Filter the entries, keeping every line with the word "speaker".
........
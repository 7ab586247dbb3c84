mod config;
mod errors;
mod llm_client;
mod orientation;
mod ui;

use std::sync::Arc;

use anyhow::Result;
use tokio::io::BufReader;
use tracing::info;
use tracing_subscriber::{layer::SubscriberExt, util::SubscriberInitExt, EnvFilter};

use crate::config::Config;
use crate::llm_client::LlmClient;
use crate::orientation::driver::{ConversationDriver, DriverConfig};

#[tokio::main(flavor = "current_thread")]
async fn main() -> Result<()> {
    // Load configuration first (fails fast on malformed env vars)
    let config = Config::from_env()?;

    // Structured logging on stderr so it never interleaves with the conversation
    tracing_subscriber::registry()
        .with(EnvFilter::try_from_default_env().unwrap_or_else(|_| {
            EnvFilter::new(format!("{}={}", env!("CARGO_PKG_NAME"), &config.rust_log))
        }))
        .with(tracing_subscriber::fmt::layer().with_writer(std::io::stderr))
        .init();

    info!("Starting Orientador v{}", env!("CARGO_PKG_VERSION"));

    let llm = LlmClient::new(
        &config.ollama_base_url,
        config.model.clone(),
        config.temperature,
        config.request_timeout,
    );
    info!(
        "LLM client initialized (model: {}, endpoint: {})",
        llm.model(),
        config.ollama_base_url
    );

    let driver_config = DriverConfig::for_mode(config.mode);
    let mut driver = ConversationDriver::new(driver_config, Arc::new(llm))?;

    let stdin = BufReader::new(tokio::io::stdin());
    let mut stdout = std::io::stdout();
    driver.run(stdin, &mut stdout).await?;

    Ok(())
}
use thiserror::Error;

/// Application-level error type.
///
/// LLM failures are deliberately absent: they are absorbed where the call is
/// made and never reach this type.
#[derive(Debug, Error)]
pub enum AppError {
    #[error("Terminal I/O error: {0}")]
    Terminal(#[from] std::io::Error),

    #[error("Invalid configuration: {0}")]
    Config(String),

    #[error("Question '{0}' was already answered")]
    DuplicateAnswer(String),

    #[error("Profile is closed; cannot record an answer for '{0}'")]
    ProfileClosed(String),
}
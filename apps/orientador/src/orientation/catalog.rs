//! Career catalog — static domain → careers table used as prompt reference
//! and as the universe of careers the fallback matcher may suggest.

/// A domain category and the careers it groups.
#[derive(Debug, Clone, Copy)]
pub struct CareerDomain {
    pub category: &'static str,
    pub careers: &'static [&'static str],
}

pub const CAREER_CATALOG: &[CareerDomain] = &[
    CareerDomain {
        category: "Tecnología",
        careers: &[
            "Ingeniería en Sistemas",
            "Ciencia de Datos",
            "Desarrollo de Software",
            "Ingeniería en Telecomunicaciones",
        ],
    },
    CareerDomain {
        category: "Salud",
        careers: &["Medicina", "Enfermería", "Kinesiología", "Nutrición"],
    },
    CareerDomain {
        category: "Ciencias Sociales",
        careers: &["Psicología", "Trabajo Social", "Sociología", "Historia"],
    },
    CareerDomain {
        category: "Arte y Diseño",
        careers: &["Diseño Gráfico", "Arquitectura", "Música", "Diseño Multimedia"],
    },
    CareerDomain {
        category: "Negocios",
        careers: &[
            "Administración de Empresas",
            "Contador Público",
            "Marketing",
            "Ingeniería Industrial",
        ],
    },
    CareerDomain {
        category: "Humanidades y Comunicación",
        careers: &["Derecho", "Comunicación Social", "Letras", "Traductorado"],
    },
    CareerDomain {
        category: "Educación y Deporte",
        careers: &[
            "Profesorado de Educación Física",
            "Ciencias de la Educación",
            "Guardaparque",
        ],
    },
];

/// Returns the category a career belongs to, if it is in the catalog.
#[cfg(test)]
pub fn category_of(career: &str) -> Option<&'static str> {
    CAREER_CATALOG
        .iter()
        .find(|d| d.careers.iter().any(|c| *c == career))
        .map(|d| d.category)
}

/// Renders the catalog as one line per category, for embedding in prompts.
pub fn catalog_as_text() -> String {
    CAREER_CATALOG
        .iter()
        .map(|d| format!("- {}: {}", d.category, d.careers.join(", ")))
        .collect::<Vec<_>>()
        .join("\n")
}

#[cfg(test)]
mod tests {
    use super::*;
    use std::collections::HashSet;

    #[test]
    fn test_careers_are_unique_across_categories() {
        let mut seen = HashSet::new();
        for domain in CAREER_CATALOG {
            for career in domain.careers {
                assert!(seen.insert(*career), "duplicate career {career}");
            }
        }
    }

    #[test]
    fn test_category_lookup() {
        assert_eq!(category_of("Ciencia de Datos"), Some("Tecnología"));
        assert_eq!(category_of("Astronauta"), None);
    }

    #[test]
    fn test_catalog_text_has_one_line_per_category() {
        assert_eq!(catalog_as_text().lines().count(), CAREER_CATALOG.len());
    }
}
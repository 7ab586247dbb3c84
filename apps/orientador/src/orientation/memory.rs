//! Conversation memory — append-only message log plus the answer records and
//! the user profile derived from them.
//!
//! Nothing here ever removes or rewrites an entry. The profile closes once the
//! question script completes; later input is only logged as messages.

use chrono::{DateTime, Utc};

use crate::errors::AppError;
use crate::llm_client::{ChatMessage, Role};

#[derive(Debug, Clone)]
pub struct Message {
    pub role: Role,
    pub content: String,
    pub timestamp: DateTime<Utc>,
}

#[derive(Debug, Clone)]
pub struct AnswerRecord {
    pub question_id: String,
    pub answer: String,
    pub timestamp: DateTime<Utc>,
}

/// Question id → resolved answer, kept in the order answers were given.
#[derive(Debug, Clone, Default)]
pub struct UserProfile {
    entries: Vec<(String, String)>,
}

impl UserProfile {
    pub fn get(&self, question_id: &str) -> Option<&str> {
        self.entries
            .iter()
            .find(|(id, _)| id == question_id)
            .map(|(_, answer)| answer.as_str())
    }

    pub fn is_empty(&self) -> bool {
        self.entries.is_empty()
    }

    #[cfg(test)]
    pub fn len(&self) -> usize {
        self.entries.len()
    }

    #[cfg(test)]
    pub fn question_ids(&self) -> impl Iterator<Item = &str> {
        self.entries.iter().map(|(id, _)| id.as_str())
    }

    pub fn answers(&self) -> impl Iterator<Item = &str> {
        self.entries.iter().map(|(_, answer)| answer.as_str())
    }

    /// One `- id: answer` line per entry, or a placeholder when empty.
    pub fn as_text(&self) -> String {
        if self.is_empty() {
            return "(sin respuestas todavía)".to_string();
        }
        self.entries
            .iter()
            .map(|(id, answer)| format!("- {id}: {answer}"))
            .collect::<Vec<_>>()
            .join("\n")
    }
}

#[derive(Debug, Default)]
pub struct ConversationMemory {
    messages: Vec<Message>,
    answers: Vec<AnswerRecord>,
    profile: UserProfile,
    profile_closed: bool,
}

impl ConversationMemory {
    pub fn new() -> Self {
        Self::default()
    }

    pub fn push(&mut self, role: Role, content: impl Into<String>) {
        self.messages.push(Message {
            role,
            content: content.into(),
            timestamp: Utc::now(),
        });
    }

    /// Stores the answer record and the profile entry for a question.
    /// Each question id may be answered once, and only while the profile is open.
    pub fn record_answer(
        &mut self,
        question_id: &str,
        answer: &str,
    ) -> Result<&AnswerRecord, AppError> {
        if self.profile_closed {
            return Err(AppError::ProfileClosed(question_id.to_string()));
        }
        if self.profile.get(question_id).is_some() {
            return Err(AppError::DuplicateAnswer(question_id.to_string()));
        }
        self.answers.push(AnswerRecord {
            question_id: question_id.to_string(),
            answer: answer.to_string(),
            timestamp: Utc::now(),
        });
        self.profile
            .entries
            .push((question_id.to_string(), answer.to_string()));
        Ok(&self.answers[self.answers.len() - 1])
    }

    pub fn close_profile(&mut self) {
        self.profile_closed = true;
    }

    #[cfg(test)]
    pub fn is_profile_closed(&self) -> bool {
        self.profile_closed
    }

    #[cfg(test)]
    pub fn message_count(&self) -> usize {
        self.messages.len()
    }

    /// Timestamp of the newest message, if any.
    pub fn last_activity(&self) -> Option<DateTime<Utc>> {
        self.messages.last().map(|m| m.timestamp)
    }

    pub fn answers(&self) -> &[AnswerRecord] {
        &self.answers
    }

    pub fn profile(&self) -> &UserProfile {
        &self.profile
    }

    #[cfg(test)]
    pub fn last_assistant_message(&self) -> Option<&Message> {
        self.messages.iter().rev().find(|m| m.role == Role::Assistant)
    }

    /// Summary of the last `n` messages as `role: content` lines.
    ///
    /// System messages count toward the window but are not rendered; they are
    /// instructions to the model, not part of the conversation.
    pub fn recent_summary(&self, n: usize) -> String {
        let start = self.messages.len().saturating_sub(n);
        let lines: Vec<String> = self.messages[start..]
            .iter()
            .filter(|m| m.role != Role::System)
            .map(|m| format!("{}: {}", speaker(m.role), m.content.trim()))
            .collect();
        if lines.is_empty() {
            "(conversación recién iniciada)".to_string()
        } else {
            lines.join("\n")
        }
    }

    /// The whole log in insertion order, ready to replay to the model.
    pub fn as_chat_messages(&self) -> Vec<ChatMessage> {
        self.messages
            .iter()
            .map(|m| ChatMessage {
                role: m.role,
                content: m.content.clone(),
            })
            .collect()
    }
}

fn speaker(role: Role) -> &'static str {
    match role {
        Role::System => "Sistema",
        Role::User => "Usuario",
        Role::Assistant => "Asistente",
    }
}

#[cfg(test)]
mod tests {
    use super::*;

    #[test]
    fn test_record_answer_updates_profile_in_order() {
        let mut memory = ConversationMemory::new();
        let record = memory.record_answer("intereses", "tecnología").unwrap();
        assert_eq!(record.question_id, "intereses");
        assert_eq!(record.answer, "tecnología");
        memory.record_answer("materias", "Matemática").unwrap();

        assert_eq!(memory.answers().len(), 2);
        let ids: Vec<_> = memory.profile().question_ids().collect();
        assert_eq!(ids, vec!["intereses", "materias"]);
        assert_eq!(memory.profile().get("materias"), Some("Matemática"));
        assert_eq!(memory.profile().get("entorno"), None);
    }

    #[test]
    fn test_duplicate_answer_rejected() {
        let mut memory = ConversationMemory::new();
        memory.record_answer("intereses", "a").unwrap();
        let err = memory.record_answer("intereses", "b").unwrap_err();
        assert!(matches!(err, AppError::DuplicateAnswer(id) if id == "intereses"));
        assert_eq!(memory.profile().get("intereses"), Some("a"));
        assert_eq!(memory.answers().len(), 1);
    }

    #[test]
    fn test_closed_profile_is_read_only() {
        let mut memory = ConversationMemory::new();
        memory.record_answer("intereses", "a").unwrap();
        memory.close_profile();
        assert!(matches!(
            memory.record_answer("materias", "b"),
            Err(AppError::ProfileClosed(_))
        ));
        assert_eq!(memory.profile().len(), 1);
    }

    #[test]
    fn test_recent_summary_keeps_last_n_and_skips_system() {
        let mut memory = ConversationMemory::new();
        memory.push(Role::System, "instrucción oculta");
        for i in 0..12 {
            memory.push(Role::User, format!("mensaje {i}"));
        }
        let summary = memory.recent_summary(10);
        assert_eq!(summary.lines().count(), 10);
        assert!(summary.starts_with("Usuario: mensaje 2"));
        assert!(!summary.contains("instrucción oculta"));
    }

    #[test]
    fn test_recent_summary_window_counts_system_messages() {
        let mut memory = ConversationMemory::new();
        for i in 0..10 {
            memory.push(Role::User, format!("a{i}"));
        }
        memory.push(Role::System, "pauta");
        memory.push(Role::Assistant, "b");

        // Window: a2..a9, pauta, b → nine rendered lines.
        let summary = memory.recent_summary(10);
        assert_eq!(summary.lines().count(), 9);
        assert!(summary.starts_with("Usuario: a2"));
        assert!(summary.ends_with("Asistente: b"));
        assert!(!summary.contains("pauta"));
    }

    #[test]
    fn test_recent_summary_placeholder_when_empty() {
        let memory = ConversationMemory::new();
        assert_eq!(memory.recent_summary(10), "(conversación recién iniciada)");
        assert!(memory.last_activity().is_none());
        assert_eq!(memory.profile().as_text(), "(sin respuestas todavía)");
    }

    #[test]
    fn test_replay_preserves_insertion_order() {
        let mut memory = ConversationMemory::new();
        memory.push(Role::System, "s");
        memory.push(Role::User, "u");
        memory.push(Role::Assistant, "a");
        let roles: Vec<_> = memory.as_chat_messages().iter().map(|m| m.role).collect();
        assert_eq!(roles, vec![Role::System, Role::User, Role::Assistant]);
        assert_eq!(memory.last_assistant_message().unwrap().content, "a");
    }
}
........
■ **YOUR RESPONSE**
            .map(|m| format!("{}: {}", speaker(m.role), m.content.trim()))
fn speaker(role: Role) -> &'static str {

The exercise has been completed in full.